Solving all the issues by the end of the week, in the entire code base? Insane! Well, not quite. And I would have managed if I didn’t make some silly mistakes in the process, but I digress. I was already considering how to utilize compiler diagnostics to detect problems, so when Jiří started separating the error values, I got an idea how to exploit it fully.

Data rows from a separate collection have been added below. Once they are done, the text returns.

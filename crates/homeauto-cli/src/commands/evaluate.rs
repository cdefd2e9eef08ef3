//! Evaluate command: hold-out accuracy report for a dataset.

use super::require_file;
use crate::error::Result;
use crate::output;
use homeauto::data::Dataset;
use homeauto::evaluation::{evaluate, EvalConfig, EvaluationReport};
use homeauto::tree::ForestConfig;
use homeauto::vocab::title_case;
use std::path::Path;

/// Flags for `homeauto evaluate`.
#[derive(Debug, Clone)]
pub(crate) struct EvaluateOptions {
    pub seed: u64,
    pub trees: usize,
    pub samples: usize,
    pub test_size: f64,
}

impl EvaluateOptions {
    fn to_config(&self) -> EvalConfig {
        EvalConfig::default()
            .with_forest(ForestConfig::default().with_n_estimators(self.trees))
            .with_random_state(self.seed)
            .with_test_size(self.test_size)
            .with_detailed_samples(self.samples)
    }
}

pub(crate) fn run(path: &Path, options: &EvaluateOptions, json: bool) -> Result<()> {
    require_file(path)?;
    let dataset = Dataset::from_path(path)?;
    let config = options.to_config();
    config.forest.validate()?;

    if !json {
        output::info(&format!(
            "training {} trees per forest on {} rows",
            options.trees,
            dataset.len()
        ));
    }
    let report = evaluate(&dataset, &config)?;

    if json {
        println!("{}", serde_json::to_string_pretty(&report)?);
    } else {
        println!("{report}");
        print_summary(&report);
    }
    Ok(())
}

fn print_summary(report: &EvaluationReport) {
    output::section("Summary");
    output::kv("Train rows", report.n_train);
    output::kv("Test rows", report.n_test);
    for c in report.device_accuracy.iter().chain(&report.light_accuracy) {
        output::kv(&title_case(&c.column), output::accuracy(c.accuracy));
    }
    output::kv("Music Type", output::accuracy(report.music_accuracy));

    let (devices, lights, music) = report.sample_match_percentages();
    output::kv(
        "Strict sample match",
        format!("devices {devices:.2}%, lights {lights:.2}%, music {music:.2}%"),
    );
    if report.music_accuracy < 0.5 {
        output::warning("music accuracy is below 0.5; the dataset may be too small");
    }
}
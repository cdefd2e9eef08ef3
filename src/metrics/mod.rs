//! Evaluation metrics for classifier output.
//!
//! Per-column accuracy for single and multi-output targets, plus the
//! stricter whole-vector match used for sample-level reporting.

use crate::error::{HomeError, Result};
use crate::primitives::Matrix;

/// Compute classification accuracy.
///
/// accuracy = `correct_predictions` / `total_predictions`
///
/// # Errors
///
/// Returns an error if the slices differ in length or are empty.
///
/// # Examples
///
/// ```
/// use homeauto::metrics::accuracy;
///
/// let y_true = vec![0, 1, 2, 0, 1, 2];
/// let y_pred = vec![0, 2, 1, 0, 0, 1];
/// let acc = accuracy(&y_pred, &y_true).expect("same length");
/// assert!((acc - 0.333333).abs() < 0.001);
/// ```
pub fn accuracy<T: PartialEq>(y_pred: &[T], y_true: &[T]) -> Result<f32> {
    if y_pred.len() != y_true.len() {
        return Err(HomeError::DimensionMismatch {
            expected: format!("{} predictions", y_true.len()),
            actual: format!("{} predictions", y_pred.len()),
        });
    }
    if y_true.is_empty() {
        return Err(HomeError::EmptyData(
            "accuracy needs at least one sample".to_string(),
        ));
    }

    let correct = y_pred
        .iter()
        .zip(y_true.iter())
        .filter(|(p, t)| p == t)
        .count();

    Ok(correct as f32 / y_true.len() as f32)
}

fn check_same_shape(y_pred: &Matrix<usize>, y_true: &Matrix<usize>) -> Result<()> {
    if y_pred.shape() != y_true.shape() {
        let (pr, pc) = y_pred.shape();
        let (tr, tc) = y_true.shape();
        return Err(HomeError::DimensionMismatch {
            expected: format!("{tr}x{tc}"),
            actual: format!("{pr}x{pc}"),
        });
    }
    Ok(())
}

/// Accuracy of each column of a multi-output prediction, scored independently.
///
/// # Errors
///
/// Returns an error if the tables differ in shape or have no rows.
pub fn column_accuracies(y_pred: &Matrix<usize>, y_true: &Matrix<usize>) -> Result<Vec<f32>> {
    check_same_shape(y_pred, y_true)?;
    (0..y_true.n_cols())
        .map(|c| accuracy(&y_pred.column(c), &y_true.column(c)))
        .collect()
}

/// Whether row `row` matches in every column.
///
/// # Panics
///
/// Panics if `row` is out of bounds for either table.
#[must_use]
pub fn rows_match(y_pred: &Matrix<usize>, y_true: &Matrix<usize>, row: usize) -> bool {
    y_pred.row(row) == y_true.row(row)
}

/// Fraction of rows whose whole predicted vector equals the actual vector.
///
/// # Errors
///
/// Returns an error if the tables differ in shape or have no rows.
pub fn exact_match_ratio(y_pred: &Matrix<usize>, y_true: &Matrix<usize>) -> Result<f32> {
    check_same_shape(y_pred, y_true)?;
    let n = y_true.n_rows();
    if n == 0 {
        return Err(HomeError::EmptyData(
            "exact match ratio needs at least one row".to_string(),
        ));
    }
    let matched = (0..n).filter(|&r| rows_match(y_pred, y_true, r)).count();
    Ok(matched as f32 / n as f32)
}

The idea is simple. If we mark every error value by a specific type (such as
errno_t, because why not?), then we can make the compiler fail-out on every
instance of errors getting mixed with non-errors. “But wait,” you say, “didn’t
you just explain that C can’t do that?”. Well, sort of. You see, the typing
doesn’t necessarily have to make sense or work at runtime, it just needs to
typecheck. If the typechecker guarantees that no mixing is happening, you
can change the type and constants after the fact and the guarantee still
applies (at least until you make new bugs). And C actually does have decent
diagnostics for various types, even if not all of them in any single type.
So I started by defining
errno_t to be a unique pointer type, and all
constants to be pointers of that type. This gives us some rather strong
guarantees: no assigments from or to other types without explicit casts,
no comparison to integers (except for equality with zero, which doesn’t hurt
us), no printf as an integer (not strictly a problem, but it’s always nice to
see a string representation instead of a random number).

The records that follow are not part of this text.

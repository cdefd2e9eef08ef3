//! The trained model bundle: encoders plus the three classifiers.

use crate::data::Dataset;
use crate::error::{HomeError, Result};
use crate::preprocessing::{FeatureEncoder, LabelEncoder};
use crate::primitives::Matrix;
use crate::tree::{ForestConfig, MultiOutputClassifier, RandomForestClassifier};
use crate::vocab::{DEVICE_COLUMNS, LIGHT_COLUMNS, MUSIC_COLUMN};
use serde::{Deserialize, Serialize};
use std::fs;
use std::path::Path;

/// Bumped whenever the serialized layout changes.
pub const BUNDLE_FORMAT_VERSION: u32 = 2;

/// Everything one prediction needs.
///
/// Created by [`ModelBundle::train`] (or [`ModelBundle::fit_encoded`] inside
/// the evaluation harness) and immutable afterwards.
#[derive(Debug, Clone, PartialEq, Serialize, Deserialize)]
pub struct ModelBundle {
    version: u32,
    features: FeatureEncoder,
    devices: MultiOutputClassifier,
    lights: MultiOutputClassifier,
    /// Sorted distinct training levels per light column; the light forests
    /// predict positions in these lists.
    light_levels: Vec<Vec<usize>>,
    music: RandomForestClassifier,
    music_encoder: LabelEncoder,
}

/// Raw model output for one context.
#[derive(Debug, Clone, PartialEq, Eq, Serialize)]
pub struct Prediction {
    /// Device flags in `DEVICE_COLUMNS` order
    pub devices: Vec<bool>,
    /// Light levels in `LIGHT_COLUMNS` order
    pub lights: Vec<u32>,
    /// Decoded music genre
    pub music: String,
}

impl ModelBundle {
    /// Fits feature encoders on the whole dataset and trains all three
    /// classifiers on every row.
    ///
    /// # Errors
    ///
    /// Returns an error if the dataset is empty or a classifier fails to fit.
    pub fn train(dataset: &Dataset, config: &ForestConfig) -> Result<Self> {
        if dataset.is_empty() {
            return Err(HomeError::EmptyData(
                "cannot train on an empty dataset".to_string(),
            ));
        }
        let mut features = FeatureEncoder::new();
        let x = features.fit_transform(dataset)?;
        let music = dataset.music_targets();
        Self::fit_encoded(
            features,
            &x,
            &dataset.device_targets()?,
            &dataset.light_targets()?,
            &music,
            config,
        )
    }

    /// Trains the three classifiers on an already-encoded feature matrix.
    ///
    /// The music encoder is fit on `music` alone, so genres that never
    /// appear in these rows can't be predicted.
    ///
    /// # Errors
    ///
    /// Returns an error if the tables are misaligned or empty.
    pub fn fit_encoded(
        features: FeatureEncoder,
        x: &Matrix<f32>,
        devices: &Matrix<usize>,
        lights: &Matrix<usize>,
        music: &[&str],
        config: &ForestConfig,
    ) -> Result<Self> {
        if devices.n_cols() != DEVICE_COLUMNS.len() || lights.n_cols() != LIGHT_COLUMNS.len() {
            return Err(HomeError::DimensionMismatch {
                expected: format!(
                    "{} device and {} light columns",
                    DEVICE_COLUMNS.len(),
                    LIGHT_COLUMNS.len()
                ),
                actual: format!(
                    "{} device and {} light columns",
                    devices.n_cols(),
                    lights.n_cols()
                ),
            });
        }

        tracing::info!(rows = x.n_rows(), trees = config.n_estimators, "training device model");
        let mut device_model = MultiOutputClassifier::new(config.clone());
        device_model.fit(x, devices)?;

        tracing::info!(rows = x.n_rows(), trees = config.n_estimators, "training light model");
        let light_levels = fit_levels(lights);
        let light_codes = encode_levels(&light_levels, lights)?;
        let mut light_model = MultiOutputClassifier::new(config.clone());
        light_model.fit(x, &light_codes)?;

        tracing::info!(rows = x.n_rows(), trees = config.n_estimators, "training music model");
        let mut music_encoder = LabelEncoder::new(MUSIC_COLUMN);
        let music_codes = music_encoder.fit_transform(music)?;
        let mut music_model = RandomForestClassifier::new(config.clone());
        music_model.fit(x, &music_codes)?;

        Ok(Self {
            version: BUNDLE_FORMAT_VERSION,
            features,
            devices: device_model,
            lights: light_model,
            light_levels,
            music: music_model,
            music_encoder,
        })
    }

    /// Feature encoders fitted at training time.
    #[must_use]
    pub fn features(&self) -> &FeatureEncoder {
        &self.features
    }

    /// Music genres the music model can output.
    #[must_use]
    pub fn music_genres(&self) -> &[String] {
        self.music_encoder.classes()
    }

    /// Predicts device flags for encoded rows.
    ///
    /// # Errors
    ///
    /// Returns an error if rows have the wrong width.
    pub fn predict_devices(&self, x: &Matrix<f32>) -> Result<Matrix<usize>> {
        self.devices.predict(x)
    }

    /// Predicts light levels for encoded rows.
    ///
    /// # Errors
    ///
    /// Returns an error if rows have the wrong width.
    pub fn predict_lights(&self, x: &Matrix<f32>) -> Result<Matrix<usize>> {
        let rows = (0..x.n_rows())
            .map(|r| self.predict_light_row(x.row(r)))
            .collect::<Result<Vec<_>>>()?;
        Matrix::from_rows(LIGHT_COLUMNS.len(), &rows).map_err(HomeError::from)
    }

    fn predict_light_row(&self, row: &[f32]) -> Result<Vec<usize>> {
        self.lights
            .predict_row(row)?
            .into_iter()
            .enumerate()
            .map(|(col, code)| decode_level(&self.light_levels, col, code))
            .collect()
    }

    /// Predicts decoded music genres for encoded rows.
    ///
    /// # Errors
    ///
    /// Returns an error if rows have the wrong width.
    pub fn predict_music(&self, x: &Matrix<f32>) -> Result<Vec<String>> {
        let codes = self.music.predict(x)?;
        Ok(self
            .music_encoder
            .inverse_transform(&codes)?
            .into_iter()
            .map(str::to_string)
            .collect())
    }

    /// Runs all three models on one encoded feature row.
    ///
    /// # Errors
    ///
    /// Returns an error if the row has the wrong width.
    pub fn predict_row(&self, row: &[f32]) -> Result<Prediction> {
        let devices = self.devices.predict_row(row)?;
        let lights = self.predict_light_row(row)?;
        let music_code = self.music.predict_row(row)?;
        Ok(Prediction {
            devices: devices.into_iter().map(|d| d != 0).collect(),
            lights: lights
                .into_iter()
                .map(|l| {
                    u32::try_from(l)
                        .map_err(|_| HomeError::Serialization(format!("light level {l} out of range")))
                })
                .collect::<Result<_>>()?,
            music: self.music_encoder.decode_one(music_code)?.to_string(),
        })
    }

    /// Saves the bundle to a binary file using bincode.
    ///
    /// # Errors
    ///
    /// Returns an error if serialization or file writing fails.
    pub fn save<P: AsRef<Path>>(&self, path: P) -> Result<()> {
        let bytes = bincode::serialize(self)?;
        fs::write(path.as_ref(), bytes)?;
        tracing::info!(path = %path.as_ref().display(), "saved model bundle");
        Ok(())
    }

    /// Loads a bundle written by [`ModelBundle::save`].
    ///
    /// # Errors
    ///
    /// Returns an error if the file can't be read, doesn't deserialize, or
    /// was written by an incompatible version.
    pub fn load<P: AsRef<Path>>(path: P) -> Result<Self> {
        let bytes = fs::read(path.as_ref())?;
        let bundle: Self = bincode::deserialize(&bytes)?;
        if bundle.version != BUNDLE_FORMAT_VERSION {
            return Err(HomeError::Serialization(format!(
                "model bundle format {} is not supported (expected {BUNDLE_FORMAT_VERSION})",
                bundle.version
            )));
        }
        Ok(bundle)
    }
}

/// Distinct levels of every light column, sorted ascending.
fn fit_levels(lights: &Matrix<usize>) -> Vec<Vec<usize>> {
    (0..lights.n_cols())
        .map(|col| {
            let mut levels = lights.column(col);
            levels.sort_unstable();
            levels.dedup();
            levels
        })
        .collect()
}

/// Replaces every raw level with its position in that column's level list.
fn encode_levels(levels: &[Vec<usize>], lights: &Matrix<usize>) -> Result<Matrix<usize>> {
    let columns = levels
        .iter()
        .enumerate()
        .map(|(col, known)| {
            lights
                .column(col)
                .into_iter()
                .map(|level| {
                    known.binary_search(&level).map_err(|_| HomeError::UnknownLabel {
                        column: LIGHT_COLUMNS[col].to_string(),
                        label: level.to_string(),
                    })
                })
                .collect::<Result<Vec<_>>>()
        })
        .collect::<Result<Vec<_>>>()?;
    let slices: Vec<&[usize]> = columns.iter().map(Vec::as_slice).collect();
    Matrix::from_columns(&slices).map_err(HomeError::from)
}

fn decode_level(levels: &[Vec<usize>], col: usize, code: usize) -> Result<usize> {
    levels
        .get(col)
        .and_then(|known| known.get(code))
        .copied()
        .ok_or_else(|| HomeError::UnknownLabel {
            column: LIGHT_COLUMNS.get(col).copied().unwrap_or("light").to_string(),
            label: format!("index {code}"),
        })
}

That leaves the issue of actually changing the type of thousands of instances
of function parameter/return values and variables. As Jiří pointed out, in
HelenOS almost every function that returns
int returns an error code. Which is
exactly what makes it easy. We can just mechanically rename all
types, along with a select few variable names (
retval, a few
others that came up). There are far fewer exceptions than there are errors,
so doing the automatic replace and then fixing the problems is much easier than
going the other direction (remember, at this point
errno_t is type-checked,
so there’s no way to miss an
errno_t variable that has a non-error number
assigned). And the great thing about it is that applying a reverse rename from
int doesn’t change semantics and gives a nice, manageable diff
of actual changes. Naturally, there are a lot of instances where new variables
had to be introduces to separate errno errors from other numbers, but faced with
the certainties we get in exchange, it’s a rather small price to pay.
It was still a lot more demanding that I anticipated, mostly because I made some mistakes early on that forced me to redo a lot of the work (automatic renames can be tricky to use right), but I still consider it well worth the effort. As of now, I finished userspace, with major changes committed and remaining minor changes (and final gargantuan reverse-automatic-rename patch) pending review. Kernel is still in the works (the uspace part exhausted me), but should be ready in a few days.